Background: Massive left hemothorax following left diaphragmatic and splenic rupture with visceral herniation is quite an uncommon life-threatening condition usually associated with blunt thoracoabdominal trauma. Mortality is generally associated with coexistent vascular and visceral injuries that could be rapidly fatal. Timely, and proper diagnosis is mandatory as survival depends on prompt diagnosis and treatment.
Case presentation: We describe a case of massive left hemothorax secondary to blunt thoracoabdominal injury with left diaphragmatic and splenic rupture, gastric, greater omentum and splenic herniation into the left thoracic cavity in a 32 years old male car driver after sustaining a road traffic accident and presented with shortness of breath and easy fatigability of 4 hours’ duration. He also had non-expanding zone 3 retroperitoneal hematoma and left acetabular fracture. He was treated surgically and discharged home improved.
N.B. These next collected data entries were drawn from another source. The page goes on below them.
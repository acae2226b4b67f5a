use log::debug;
use num_traits::Float;
use std::collections::{HashMap, VecDeque};
use std::fmt::Debug;
use std::hash::Hash;

use crate::cs::error::{Error, Result};
use crate::cs::graph::adjacency_list::Graph;
use crate::cs::graph::shortest_path::{Distance, ShortestPathTree};

/// Breadth-first search from `source`, ignoring edge weights.
///
/// Distances are hop counts. Neighbors are visited in insertion order, so
/// the parent of each vertex is the first one that discovered it.
///
/// # Errors
/// * `VertexNotFound` if `source` is not in the graph
pub fn bfs<V, W>(graph: &Graph<V, W>, source: &V) -> Result<ShortestPathTree<V, usize>>
where
    V: Hash + Eq + Copy + Debug,
    W: Float + Debug,
{
    if !graph.has_vertex(source) {
        return Err(Error::VertexNotFound);
    }

    let mut hops: HashMap<V, Distance<usize>> = HashMap::from([(*source, Distance::Finite(0))]);
    let mut parents = HashMap::new();
    let mut queue = VecDeque::from([(*source, 0)]);

    while let Some((vertex, depth)) = queue.pop_front() {
        for (neighbor, _) in graph.neighbors(&vertex)? {
            if hops.contains_key(neighbor) {
                continue;
            }
            hops.insert(*neighbor, Distance::Finite(depth + 1));
            parents.insert(*neighbor, vertex);
            queue.push_back((*neighbor, depth + 1));
        }
    }

    debug!(
        "bfs: reached {} of {} vertices from {:?}",
        hops.len(),
        graph.vertex_count(),
        source
    );
    Ok(ShortestPathTree::from_parts(
        *source,
        graph.vertices().copied().collect(),
        hops,
        parents,
    ))
}

#[cfg(test)]
mod tests {
    use super::*;

    #[test]
    fn test_hop_counts_and_paths() {
        let mut graph: Graph<usize, f64> = Graph::new();
        for v in 0..12 {
            graph.add_vertex(v);
        }
        for &(u, v) in &[
            (0, 1),
            (1, 2),
            (1, 3),
            (1, 4),
            (2, 5),
            (3, 5),
            (4, 3),
            (4, 4),
            (4, 6),
            (5, 2),
            (5, 6),
            (5, 7),
            (6, 9),
            (7, 8),
            (7, 10),
            (8, 6),
            (9, 8),
        ] {
            graph.add_edge(u, v, 1.0).unwrap();
        }

        let tree = bfs(&graph, &1).unwrap();
        let expected = [
            None,
            Some(0),
            Some(1),
            Some(1),
            Some(1),
            Some(2),
            Some(2),
            Some(3),
            Some(4),
            Some(3),
            Some(4),
            None,
        ];
        for (v, hops) in expected.iter().enumerate() {
            let want = hops.map_or(Distance::Unreachable, Distance::Finite);
            assert_eq!(tree.distance(&v).unwrap(), want, "vertex {}", v);
        }
        assert_eq!(tree.path_to(&8).unwrap(), Some(vec![1, 2, 5, 7, 8]));
        assert_eq!(tree.path_to(&10).unwrap(), Some(vec![1, 2, 5, 7, 10]));
        assert_eq!(tree.path_to(&0).unwrap(), None);
        assert_eq!(
            tree.report(&9).unwrap().to_string(),
            "From 1 to 9: [   3] [1 -> 4 -> 6 -> 9]"
        );
    }

    #[test]
    fn test_weights_are_ignored() {
        let mut graph = Graph::new_undirected();
        graph.add_edge('a', 'b', 100.0).unwrap();
        graph.add_edge('a', 'c', 1.0).unwrap();
        graph.add_edge('c', 'b', 1.0).unwrap();
        let tree = bfs(&graph, &'a').unwrap();
        assert_eq!(tree.distance(&'b').unwrap(), Distance::Finite(1));
        assert_eq!(tree.path_to(&'b').unwrap(), Some(vec!['a', 'b']));
    }

    #[test]
    fn test_missing_source() {
        let graph: Graph<i32, f64> = Graph::new();
        assert!(matches!(bfs(&graph, &0), Err(Error::VertexNotFound)));
    }
}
Discussion: Diaphragmatic ruptures following blunt injuries are generally larger leading to herniation of visceral organs into the thoracic cavity and the most common organ to herniate on the left side is the stomach followed by omentum and small intestine. Isolated diaphragmatic rupture is rare and associated injuries are the main cause of mortality with spleen being the most common involved organ. Splenic rupture is a very rare cause of hemothorax and isn’t usually considered in the differential diagnosis, making proper information about the mechanism of injury vital.
Conclusion: Massive hemothorax following splenic and diaphragmatic rupture with visceral herniation resulting from either blunt or penetrating trauma is rare. Delayed or missed diagnosis is associated with higher morbidity and mortality. A high index of suspicion and the proper use of diagnostic studies are the most important factors in early and correct diagnosis.